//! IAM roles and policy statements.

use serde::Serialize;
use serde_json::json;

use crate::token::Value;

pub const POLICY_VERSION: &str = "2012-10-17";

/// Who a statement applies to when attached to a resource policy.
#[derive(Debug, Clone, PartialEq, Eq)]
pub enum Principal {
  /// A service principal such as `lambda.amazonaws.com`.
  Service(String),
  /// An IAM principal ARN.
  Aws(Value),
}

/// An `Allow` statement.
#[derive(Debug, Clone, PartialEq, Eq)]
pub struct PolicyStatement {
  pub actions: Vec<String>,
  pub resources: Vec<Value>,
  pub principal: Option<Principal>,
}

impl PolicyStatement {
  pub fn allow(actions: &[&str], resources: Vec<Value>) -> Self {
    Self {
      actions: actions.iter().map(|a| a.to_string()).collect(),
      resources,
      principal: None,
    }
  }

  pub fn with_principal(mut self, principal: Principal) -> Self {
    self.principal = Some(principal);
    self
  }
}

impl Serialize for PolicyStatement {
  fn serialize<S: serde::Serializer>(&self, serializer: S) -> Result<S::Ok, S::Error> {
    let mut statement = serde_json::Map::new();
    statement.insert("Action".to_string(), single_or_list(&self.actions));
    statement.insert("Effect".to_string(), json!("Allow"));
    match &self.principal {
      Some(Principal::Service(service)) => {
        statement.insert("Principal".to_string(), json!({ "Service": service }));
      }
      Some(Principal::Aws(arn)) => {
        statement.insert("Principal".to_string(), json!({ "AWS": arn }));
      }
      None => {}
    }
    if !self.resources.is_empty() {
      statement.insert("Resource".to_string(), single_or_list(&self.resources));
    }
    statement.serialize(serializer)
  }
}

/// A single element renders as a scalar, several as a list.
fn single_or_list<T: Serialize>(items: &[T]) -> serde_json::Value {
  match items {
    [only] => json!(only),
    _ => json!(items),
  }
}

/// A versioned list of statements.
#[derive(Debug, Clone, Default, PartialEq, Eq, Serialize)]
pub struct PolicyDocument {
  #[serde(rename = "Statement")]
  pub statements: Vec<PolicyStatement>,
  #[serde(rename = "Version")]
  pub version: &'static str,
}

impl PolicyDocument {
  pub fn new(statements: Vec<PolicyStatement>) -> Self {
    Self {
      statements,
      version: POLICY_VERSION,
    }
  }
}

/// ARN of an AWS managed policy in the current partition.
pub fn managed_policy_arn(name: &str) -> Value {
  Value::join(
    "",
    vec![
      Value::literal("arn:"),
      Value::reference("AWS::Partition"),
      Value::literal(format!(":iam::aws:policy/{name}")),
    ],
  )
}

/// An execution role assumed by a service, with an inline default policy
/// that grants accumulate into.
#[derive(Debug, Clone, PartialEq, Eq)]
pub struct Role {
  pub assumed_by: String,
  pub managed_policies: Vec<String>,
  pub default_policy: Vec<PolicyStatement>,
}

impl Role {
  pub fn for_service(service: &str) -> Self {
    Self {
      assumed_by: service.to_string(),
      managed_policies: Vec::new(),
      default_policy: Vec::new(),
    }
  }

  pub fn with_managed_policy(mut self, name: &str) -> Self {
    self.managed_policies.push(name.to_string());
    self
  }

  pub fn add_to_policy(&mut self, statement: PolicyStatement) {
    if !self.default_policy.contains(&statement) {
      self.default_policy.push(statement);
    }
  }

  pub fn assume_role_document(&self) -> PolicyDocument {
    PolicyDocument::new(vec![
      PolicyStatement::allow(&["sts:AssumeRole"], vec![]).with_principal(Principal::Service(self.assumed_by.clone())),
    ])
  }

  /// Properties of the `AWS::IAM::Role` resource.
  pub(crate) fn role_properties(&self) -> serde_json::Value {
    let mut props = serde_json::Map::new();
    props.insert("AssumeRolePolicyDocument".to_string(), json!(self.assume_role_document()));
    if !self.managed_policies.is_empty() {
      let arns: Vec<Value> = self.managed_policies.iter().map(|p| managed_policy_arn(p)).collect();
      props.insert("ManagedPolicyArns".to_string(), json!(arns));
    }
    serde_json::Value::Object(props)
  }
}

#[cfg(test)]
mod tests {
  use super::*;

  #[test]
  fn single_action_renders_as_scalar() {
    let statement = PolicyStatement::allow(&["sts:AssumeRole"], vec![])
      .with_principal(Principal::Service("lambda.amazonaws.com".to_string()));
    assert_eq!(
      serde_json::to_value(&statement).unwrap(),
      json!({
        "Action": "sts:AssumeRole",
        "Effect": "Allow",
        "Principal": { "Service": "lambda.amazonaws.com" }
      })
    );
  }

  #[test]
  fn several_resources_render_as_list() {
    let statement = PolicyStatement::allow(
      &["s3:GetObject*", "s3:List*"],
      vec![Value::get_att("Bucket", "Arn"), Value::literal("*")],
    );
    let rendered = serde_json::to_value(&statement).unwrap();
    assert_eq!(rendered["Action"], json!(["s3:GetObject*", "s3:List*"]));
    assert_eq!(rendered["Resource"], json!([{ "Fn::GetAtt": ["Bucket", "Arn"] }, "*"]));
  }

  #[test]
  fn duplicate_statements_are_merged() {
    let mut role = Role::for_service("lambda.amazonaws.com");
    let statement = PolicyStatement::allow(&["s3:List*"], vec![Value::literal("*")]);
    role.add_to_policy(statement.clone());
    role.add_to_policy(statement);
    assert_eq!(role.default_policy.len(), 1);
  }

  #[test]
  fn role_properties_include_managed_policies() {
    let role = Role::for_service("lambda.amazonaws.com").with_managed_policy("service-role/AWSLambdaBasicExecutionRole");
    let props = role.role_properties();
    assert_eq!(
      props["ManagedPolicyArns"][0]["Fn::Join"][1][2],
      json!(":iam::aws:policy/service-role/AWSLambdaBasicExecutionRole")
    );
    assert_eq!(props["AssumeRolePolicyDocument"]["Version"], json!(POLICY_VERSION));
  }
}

---------------

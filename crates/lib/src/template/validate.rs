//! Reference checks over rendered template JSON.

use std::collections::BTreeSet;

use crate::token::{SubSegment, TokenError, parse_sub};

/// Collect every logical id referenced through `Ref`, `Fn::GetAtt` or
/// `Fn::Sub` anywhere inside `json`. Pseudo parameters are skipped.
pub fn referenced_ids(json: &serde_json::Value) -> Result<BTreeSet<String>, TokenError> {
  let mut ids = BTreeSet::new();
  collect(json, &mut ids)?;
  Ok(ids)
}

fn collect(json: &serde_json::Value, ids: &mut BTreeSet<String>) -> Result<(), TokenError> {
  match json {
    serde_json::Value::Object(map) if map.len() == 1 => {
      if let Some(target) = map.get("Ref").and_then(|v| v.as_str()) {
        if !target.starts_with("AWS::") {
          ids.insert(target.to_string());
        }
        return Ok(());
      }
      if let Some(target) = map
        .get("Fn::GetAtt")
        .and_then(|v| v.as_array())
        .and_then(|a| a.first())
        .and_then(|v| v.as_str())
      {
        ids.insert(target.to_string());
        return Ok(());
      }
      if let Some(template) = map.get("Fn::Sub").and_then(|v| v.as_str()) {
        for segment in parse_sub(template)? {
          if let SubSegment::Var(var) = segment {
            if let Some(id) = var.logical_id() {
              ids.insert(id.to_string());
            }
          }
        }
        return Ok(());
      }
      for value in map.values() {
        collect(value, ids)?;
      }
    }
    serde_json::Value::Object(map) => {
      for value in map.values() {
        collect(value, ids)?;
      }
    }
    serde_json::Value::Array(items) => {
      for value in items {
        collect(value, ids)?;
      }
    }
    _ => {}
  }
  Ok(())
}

---------------

§ **WORK INSTRUCTIONS**
A single number is required: the count of lines in the data that contain the string "match".

§ **WORKED SOLUTION**
3